**Task directions**: Among the entries below, determine how many lines contain the word "Hard" and state only that figure.
----------
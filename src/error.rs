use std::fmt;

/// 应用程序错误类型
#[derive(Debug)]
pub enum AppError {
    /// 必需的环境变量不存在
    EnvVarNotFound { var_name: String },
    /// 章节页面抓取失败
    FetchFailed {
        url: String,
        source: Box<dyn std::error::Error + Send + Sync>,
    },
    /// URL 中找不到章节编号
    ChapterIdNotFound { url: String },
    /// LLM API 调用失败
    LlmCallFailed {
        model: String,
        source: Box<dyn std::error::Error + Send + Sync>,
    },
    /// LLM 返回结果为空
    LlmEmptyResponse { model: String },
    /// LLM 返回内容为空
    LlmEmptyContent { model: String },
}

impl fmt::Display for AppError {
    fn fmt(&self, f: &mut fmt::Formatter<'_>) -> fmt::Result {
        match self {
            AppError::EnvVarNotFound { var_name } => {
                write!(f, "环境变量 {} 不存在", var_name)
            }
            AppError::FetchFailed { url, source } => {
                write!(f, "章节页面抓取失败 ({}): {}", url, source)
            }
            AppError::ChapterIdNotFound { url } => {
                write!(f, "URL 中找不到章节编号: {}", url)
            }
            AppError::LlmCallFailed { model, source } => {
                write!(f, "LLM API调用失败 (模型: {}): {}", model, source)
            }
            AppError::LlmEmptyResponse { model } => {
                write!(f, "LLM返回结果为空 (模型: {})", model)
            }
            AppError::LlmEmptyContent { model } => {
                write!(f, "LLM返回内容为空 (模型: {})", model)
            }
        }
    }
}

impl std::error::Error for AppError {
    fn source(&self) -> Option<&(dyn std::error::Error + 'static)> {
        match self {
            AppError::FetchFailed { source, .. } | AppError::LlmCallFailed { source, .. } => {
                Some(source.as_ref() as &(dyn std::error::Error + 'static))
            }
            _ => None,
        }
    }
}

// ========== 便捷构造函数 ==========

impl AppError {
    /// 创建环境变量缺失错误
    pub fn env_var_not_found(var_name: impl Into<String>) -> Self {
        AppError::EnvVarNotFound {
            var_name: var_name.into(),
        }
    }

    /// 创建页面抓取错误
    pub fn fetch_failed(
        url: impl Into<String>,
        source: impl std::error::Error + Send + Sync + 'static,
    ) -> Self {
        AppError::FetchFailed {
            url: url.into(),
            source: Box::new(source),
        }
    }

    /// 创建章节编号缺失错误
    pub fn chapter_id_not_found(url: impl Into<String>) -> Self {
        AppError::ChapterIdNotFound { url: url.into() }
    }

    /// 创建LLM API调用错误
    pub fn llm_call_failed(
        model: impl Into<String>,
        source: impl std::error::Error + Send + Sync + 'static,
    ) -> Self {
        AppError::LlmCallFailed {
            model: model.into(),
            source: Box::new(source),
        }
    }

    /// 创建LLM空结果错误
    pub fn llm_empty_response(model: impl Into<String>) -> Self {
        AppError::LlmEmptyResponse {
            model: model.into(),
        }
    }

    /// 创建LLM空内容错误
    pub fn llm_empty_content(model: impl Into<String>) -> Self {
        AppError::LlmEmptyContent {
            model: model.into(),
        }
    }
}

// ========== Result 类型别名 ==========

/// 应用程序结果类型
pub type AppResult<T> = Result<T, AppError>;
----------
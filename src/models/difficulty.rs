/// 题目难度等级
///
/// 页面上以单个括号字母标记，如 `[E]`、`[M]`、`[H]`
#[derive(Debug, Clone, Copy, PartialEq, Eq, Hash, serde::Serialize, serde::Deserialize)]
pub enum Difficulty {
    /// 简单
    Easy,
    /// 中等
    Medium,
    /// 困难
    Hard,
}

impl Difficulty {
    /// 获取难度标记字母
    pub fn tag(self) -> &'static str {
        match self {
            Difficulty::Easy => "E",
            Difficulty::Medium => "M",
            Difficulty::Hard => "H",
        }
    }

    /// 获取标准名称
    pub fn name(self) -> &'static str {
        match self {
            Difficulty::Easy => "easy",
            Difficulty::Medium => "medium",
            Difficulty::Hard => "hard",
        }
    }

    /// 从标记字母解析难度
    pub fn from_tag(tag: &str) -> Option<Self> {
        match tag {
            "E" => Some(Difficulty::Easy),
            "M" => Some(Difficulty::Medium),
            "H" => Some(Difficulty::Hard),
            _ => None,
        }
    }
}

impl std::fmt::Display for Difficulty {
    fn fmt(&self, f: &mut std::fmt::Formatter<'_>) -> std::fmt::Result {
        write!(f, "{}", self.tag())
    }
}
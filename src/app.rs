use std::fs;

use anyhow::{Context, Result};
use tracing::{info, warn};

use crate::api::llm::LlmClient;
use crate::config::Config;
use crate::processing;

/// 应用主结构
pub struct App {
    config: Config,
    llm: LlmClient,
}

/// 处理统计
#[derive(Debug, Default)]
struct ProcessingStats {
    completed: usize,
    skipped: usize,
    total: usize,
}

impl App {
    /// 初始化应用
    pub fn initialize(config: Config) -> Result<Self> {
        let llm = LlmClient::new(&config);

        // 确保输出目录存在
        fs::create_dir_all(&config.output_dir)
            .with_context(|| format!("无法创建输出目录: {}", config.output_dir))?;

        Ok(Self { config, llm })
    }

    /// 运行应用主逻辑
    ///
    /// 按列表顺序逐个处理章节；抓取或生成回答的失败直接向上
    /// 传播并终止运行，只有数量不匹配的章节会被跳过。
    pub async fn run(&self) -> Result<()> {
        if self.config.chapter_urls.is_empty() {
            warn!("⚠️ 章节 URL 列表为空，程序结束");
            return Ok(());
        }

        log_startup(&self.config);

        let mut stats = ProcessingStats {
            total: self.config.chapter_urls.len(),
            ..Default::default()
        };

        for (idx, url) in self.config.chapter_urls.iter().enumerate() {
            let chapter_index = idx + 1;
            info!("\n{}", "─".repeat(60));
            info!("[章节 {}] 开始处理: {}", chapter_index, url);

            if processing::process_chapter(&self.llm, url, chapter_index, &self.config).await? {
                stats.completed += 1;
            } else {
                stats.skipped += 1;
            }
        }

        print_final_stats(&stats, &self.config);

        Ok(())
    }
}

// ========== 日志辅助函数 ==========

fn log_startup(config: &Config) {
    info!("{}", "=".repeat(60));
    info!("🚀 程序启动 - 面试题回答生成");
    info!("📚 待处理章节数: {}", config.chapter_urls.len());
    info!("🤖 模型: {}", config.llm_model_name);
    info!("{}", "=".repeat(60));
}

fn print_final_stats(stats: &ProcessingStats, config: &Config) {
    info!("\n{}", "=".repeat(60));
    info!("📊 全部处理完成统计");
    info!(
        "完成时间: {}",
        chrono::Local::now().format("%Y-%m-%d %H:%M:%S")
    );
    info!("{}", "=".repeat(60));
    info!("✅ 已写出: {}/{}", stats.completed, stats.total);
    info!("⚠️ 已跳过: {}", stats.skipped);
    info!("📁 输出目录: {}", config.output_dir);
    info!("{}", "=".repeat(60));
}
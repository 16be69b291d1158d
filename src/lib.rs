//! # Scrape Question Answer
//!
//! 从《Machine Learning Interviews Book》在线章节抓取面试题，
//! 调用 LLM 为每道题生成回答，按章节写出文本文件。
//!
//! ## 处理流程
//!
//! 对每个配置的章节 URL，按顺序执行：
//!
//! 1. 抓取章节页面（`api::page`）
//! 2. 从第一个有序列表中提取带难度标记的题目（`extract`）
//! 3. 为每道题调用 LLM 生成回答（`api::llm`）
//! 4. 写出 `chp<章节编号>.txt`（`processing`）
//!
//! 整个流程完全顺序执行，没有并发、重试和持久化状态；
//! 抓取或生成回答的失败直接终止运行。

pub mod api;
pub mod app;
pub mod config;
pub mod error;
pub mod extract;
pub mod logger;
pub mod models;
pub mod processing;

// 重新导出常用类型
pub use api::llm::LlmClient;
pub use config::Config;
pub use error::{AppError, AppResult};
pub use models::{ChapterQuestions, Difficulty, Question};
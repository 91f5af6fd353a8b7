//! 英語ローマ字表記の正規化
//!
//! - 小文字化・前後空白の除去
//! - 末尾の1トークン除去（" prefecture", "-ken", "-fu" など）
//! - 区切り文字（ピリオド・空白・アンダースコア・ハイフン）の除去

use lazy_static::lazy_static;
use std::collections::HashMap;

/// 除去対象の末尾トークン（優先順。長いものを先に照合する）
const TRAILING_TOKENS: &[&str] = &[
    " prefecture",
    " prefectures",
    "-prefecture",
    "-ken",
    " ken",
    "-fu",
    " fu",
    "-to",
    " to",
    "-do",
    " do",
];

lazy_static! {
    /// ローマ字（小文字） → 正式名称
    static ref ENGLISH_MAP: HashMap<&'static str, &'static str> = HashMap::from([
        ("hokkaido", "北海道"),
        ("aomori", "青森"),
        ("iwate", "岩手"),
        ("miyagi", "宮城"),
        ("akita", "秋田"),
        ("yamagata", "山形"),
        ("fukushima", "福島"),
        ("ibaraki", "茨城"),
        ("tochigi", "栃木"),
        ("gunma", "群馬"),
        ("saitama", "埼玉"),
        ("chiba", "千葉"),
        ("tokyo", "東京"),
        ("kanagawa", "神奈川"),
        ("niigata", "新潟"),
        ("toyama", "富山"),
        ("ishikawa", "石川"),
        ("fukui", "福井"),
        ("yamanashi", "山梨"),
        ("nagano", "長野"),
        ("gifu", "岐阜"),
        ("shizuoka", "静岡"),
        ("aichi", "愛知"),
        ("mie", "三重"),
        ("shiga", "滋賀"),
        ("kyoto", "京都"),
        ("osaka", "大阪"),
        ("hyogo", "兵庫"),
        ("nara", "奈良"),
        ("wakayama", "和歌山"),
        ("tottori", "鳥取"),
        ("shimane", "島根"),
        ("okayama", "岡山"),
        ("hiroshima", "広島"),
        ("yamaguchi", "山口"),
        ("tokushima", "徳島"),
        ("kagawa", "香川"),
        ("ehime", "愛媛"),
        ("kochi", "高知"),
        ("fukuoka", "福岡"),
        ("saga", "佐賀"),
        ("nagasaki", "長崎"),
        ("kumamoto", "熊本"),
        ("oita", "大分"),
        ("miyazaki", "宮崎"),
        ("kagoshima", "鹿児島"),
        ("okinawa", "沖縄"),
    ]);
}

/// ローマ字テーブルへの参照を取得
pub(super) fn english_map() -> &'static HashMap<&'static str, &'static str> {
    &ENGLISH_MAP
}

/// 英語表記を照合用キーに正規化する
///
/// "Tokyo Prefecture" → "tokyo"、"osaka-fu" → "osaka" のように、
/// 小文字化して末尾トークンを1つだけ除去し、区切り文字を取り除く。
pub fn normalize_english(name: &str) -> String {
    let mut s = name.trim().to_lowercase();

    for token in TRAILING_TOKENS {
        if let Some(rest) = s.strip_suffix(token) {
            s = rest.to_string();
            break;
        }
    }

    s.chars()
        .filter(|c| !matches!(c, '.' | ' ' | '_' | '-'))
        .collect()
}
----------
**Response to this exercise**: 4